What you have to do: Look below. Copy each line that has "UploadArgs" in it.

───── Supplied records ─────

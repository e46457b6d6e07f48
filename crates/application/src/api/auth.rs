//! `/auth` endpoints.

use lifetube_domain::{
    ApiRequest, AuthResponse, Credentials, CurrentUserResponse, Registration, User,
};

use super::with_json;
use crate::error::GatewayResult;
use crate::gateway::Gateway;

/// Login, registration and current-user lookup.
#[derive(Debug, Clone)]
pub struct AuthApi {
    gateway: Gateway,
}

impl AuthApi {
    /// Creates the namespace.
    #[must_use]
    pub const fn new(gateway: Gateway) -> Self {
        Self { gateway }
    }

    /// `POST /auth/login`.
    ///
    /// # Errors
    ///
    /// Returns the gateway error; a wrong password is a 401 carrying the
    /// backend's message and does not expire any held session.
    pub async fn login(&self, credentials: &Credentials) -> GatewayResult<AuthResponse> {
        let request = with_json(ApiRequest::post("/auth/login"), credentials)?;
        self.gateway.send(request.credential_exchange()).await
    }

    /// `POST /auth/register`.
    ///
    /// # Errors
    ///
    /// Returns the gateway error, e.g. a taken username.
    pub async fn register(&self, registration: &Registration) -> GatewayResult<AuthResponse> {
        let request = with_json(ApiRequest::post("/auth/register"), registration)?;
        self.gateway.send(request.credential_exchange()).await
    }

    /// `GET /auth/me`.
    ///
    /// # Errors
    ///
    /// Returns `Unauthorized` when the held token is no longer valid.
    pub async fn current_user(&self) -> GatewayResult<User> {
        let response: CurrentUserResponse = self.gateway.send(ApiRequest::get("/auth/me")).await?;
        Ok(response.user)
    }
}
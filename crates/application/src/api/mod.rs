//! Typed endpoint namespaces over the gateway.
//!
//! Each namespace is a thin wrapper: fixed method and path, typed input,
//! the response envelope unwrapped.

mod auth;
mod comments;
mod users;
mod videos;

pub use auth::AuthApi;
pub use comments::CommentsApi;
pub use users::UsersApi;
pub use videos::VideosApi;

use lifetube_domain::{ApiRequest, DomainError};
use serde::Serialize;

use crate::error::GatewayResult;

/// Attaches a JSON body, reporting encoding failures as invalid requests.
fn with_json<T: Serialize + ?Sized>(request: ApiRequest, body: &T) -> GatewayResult<ApiRequest> {
    request
        .json(body)
        .map_err(|e| DomainError::InvalidBody(e.to_string()).into())
}
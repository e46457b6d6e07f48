//! Turns the domain request body into what reqwest sends, and loads files
//! from disk for uploads.

use std::path::Path;

use lifetube_domain::request::PartValue;
use lifetube_domain::{MultipartForm, RequestBody, UploadFile};
use reqwest::multipart::{Form, Part};

/// Error type for body building operations.
#[derive(Debug, thiserror::Error)]
pub enum BodyBuildError {
    /// The file does not exist.
    #[error("File not found: {path}")]
    FileNotFound {
        /// Offending path.
        path: String,
    },

    /// The file exists but could not be read.
    #[error("Failed to read file: {message}")]
    FileReadError {
        /// Path and cause.
        message: String,
    },

    /// A part carried a content type reqwest refuses.
    #[error("Invalid MIME type for {name}: {message}")]
    InvalidMime {
        /// Part name.
        name: String,
        /// Cause.
        message: String,
    },

    /// The JSON body could not be encoded.
    #[error("Serialization error: {message}")]
    SerializationError {
        /// Cause.
        message: String,
    },
}

/// A body ready to attach to a reqwest builder.
pub enum BuiltBody {
    /// No body.
    None,
    /// Encoded JSON document.
    Json(Vec<u8>),
    /// Multipart form; reqwest supplies the boundary and its content type.
    Multipart(Form),
}

impl std::fmt::Debug for BuiltBody {
    fn fmt(&self, f: &mut std::fmt::Formatter<'_>) -> std::fmt::Result {
        match self {
            Self::None => f.write_str("None"),
            Self::Json(bytes) => write!(f, "Json({} bytes)", bytes.len()),
            Self::Multipart(form) => write!(f, "Multipart(boundary={})", form.boundary()),
        }
    }
}

/// Builds the wire body for a request.
///
/// # Errors
///
/// Returns an error if JSON encoding fails or a part has an unusable
/// content type.
pub fn build_body(body: &RequestBody) -> Result<BuiltBody, BodyBuildError> {
    match body {
        RequestBody::None => Ok(BuiltBody::None),
        RequestBody::Json(value) => serde_json::to_vec(value)
            .map(BuiltBody::Json)
            .map_err(|e| BodyBuildError::SerializationError {
                message: e.to_string(),
            }),
        RequestBody::Multipart(form) => build_multipart_form(form).map(BuiltBody::Multipart),
    }
}

/// Builds a reqwest form, keeping part order.
fn build_multipart_form(fields: &MultipartForm) -> Result<Form, BodyBuildError> {
    let mut form = Form::new();

    for field in fields.parts() {
        match &field.value {
            PartValue::Text(value) => {
                form = form.text(field.name.clone(), value.clone());
            }
            PartValue::File(file) => {
                let part = Part::bytes(file.bytes.clone())
                    .file_name(file.file_name.clone())
                    .mime_str(&file.content_type)
                    .map_err(|e| BodyBuildError::InvalidMime {
                        name: field.name.clone(),
                        message: e.to_string(),
                    })?;
                form = form.part(field.name.clone(), part);
            }
        }
    }

    Ok(form)
}

/// Reads a file for upload, guessing its content type from the extension.
///
/// # Errors
///
/// Returns [`BodyBuildError::FileNotFound`] or
/// [`BodyBuildError::FileReadError`].
pub async fn load_upload_file(path: &Path) -> Result<UploadFile, BodyBuildError> {
    let content = tokio::fs::read(path).await.map_err(|e| {
        if e.kind() == std::io::ErrorKind::NotFound {
            BodyBuildError::FileNotFound {
                path: path.display().to_string(),
            }
        } else {
            BodyBuildError::FileReadError {
                message: format!("{}: {}", path.display(), e),
            }
        }
    })?;

    let file_name = path
        .file_name()
        .and_then(|n| n.to_str())
        .unwrap_or("file")
        .to_string();

    let content_type = mime_guess::from_path(path).first_or(mime::APPLICATION_OCTET_STREAM);

    Ok(UploadFile::new(file_name, content_type.essence_str(), content))
}
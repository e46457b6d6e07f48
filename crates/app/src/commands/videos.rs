use std::io::Write;

use lifetube_application::{GatewayError, LifeTubeClient};
use lifetube_domain::{Reaction, UPLOAD_FALLBACK_MESSAGE, VideoId, VideoQuery, VideoUpload};
use lifetube_infrastructure::load_upload_file;
use tracing::warn;

use super::require_login;
use crate::cli::{ListArgs, UploadArgs, VideosCommand};
use crate::error::{CliError, CliResult};
use crate::output;

pub async fn run(client: &LifeTubeClient, out: &mut (dyn Write + Send), cmd: VideosCommand) -> CliResult<()> {
    match cmd {
        VideosCommand::List(args) => list(client, out, args).await,
        VideosCommand::Trending => {
            let videos = client.videos().trending().await?;
            output::videos(out, &videos)?;
            Ok(())
        }
        VideosCommand::Show { id } => show(client, out, &VideoId::parse(id)?).await,
        VideosCommand::Upload(args) => upload(client, out, args).await,
        VideosCommand::Like { id } => react(client, out, &VideoId::parse(id)?, Reaction::Like).await,
        VideosCommand::Dislike { id } => {
            react(client, out, &VideoId::parse(id)?, Reaction::Dislike).await
        }
        VideosCommand::Delete { id } => {
            require_login(client)?;
            let id = VideoId::parse(id)?;
            client.videos().delete(&id).await?;
            writeln!(out, "Deleted video {id}.")?;
            Ok(())
        }
    }
}

async fn list(client: &LifeTubeClient, out: &mut (dyn Write + Send), args: ListArgs) -> CliResult<()> {
    let mut query = VideoQuery::new();
    if let Some(category) = args.category {
        query = query.category(category);
    }
    if let Some(search) = args.search {
        query = query.search(search);
    }
    if let Some(limit) = args.limit {
        query = query.limit(limit);
    }
    let videos = client.videos().list(&query).await?;
    output::videos(out, &videos)?;
    Ok(())
}

async fn show(client: &LifeTubeClient, out: &mut (dyn Write + Send), id: &VideoId) -> CliResult<()> {
    if let Err(e) = client.videos().increment_view(id).await {
        warn!(video = %id, error = %e, "failed to record view");
    }
    let video = client.videos().get(id).await?;

    let subscribed = match (&video.owner, client.session().is_authenticated()) {
        (Some(owner), true) => Some(client.users().is_subscribed_or_default(&owner.id).await),
        _ => None,
    };
    output::video_detail(out, client, &video, subscribed)?;

    writeln!(out)?;
    writeln!(out, "Comments:")?;
    let comments = client.comments().list(id).await?;
    output::comments(out, &comments)?;

    writeln!(out)?;
    writeln!(out, "Related:")?;
    output::videos(out, &client.videos().related(id).await)?;
    Ok(())
}

async fn upload(client: &LifeTubeClient, out: &mut (dyn Write + Send), args: UploadArgs) -> CliResult<()> {
    require_login(client)?;

    let mut upload = VideoUpload::new(args.title, load_upload_file(&args.file).await?)
        .description(args.description)
        .tags(args.tags);
    if let Some(category) = args.category {
        upload = upload.category(category);
    }
    if let Some(thumbnail) = &args.thumbnail {
        upload = upload.thumbnail(load_upload_file(thumbnail).await?);
    }

    let video = client.videos().upload(upload).await.map_err(|e| match e {
        GatewayError::InvalidRequest(invalid) => CliError::Invalid(invalid),
        other => CliError::Upload(other.user_message(UPLOAD_FALLBACK_MESSAGE)),
    })?;
    writeln!(out, "Uploaded \"{}\" as video {}.", video.title, video.id)?;
    Ok(())
}

async fn react(
    client: &LifeTubeClient,
    out: &mut (dyn Write + Send),
    id: &VideoId,
    reaction: Reaction,
) -> CliResult<()> {
    require_login(client)?;
    client.videos().react(id, reaction).await?;
    let video = client.videos().get(id).await?;
    writeln!(
        out,
        "{}: {} likes, {} dislikes",
        video.title, video.like_count, video.dislike_count
    )?;
    Ok(())
}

─────

Result below:
use crate::cli::{ListArgs, UploadArgs, VideosCommand};
async fn upload(client: &LifeTubeClient, out: &mut (dyn Write + Send), args: UploadArgs) -> CliResult<()> {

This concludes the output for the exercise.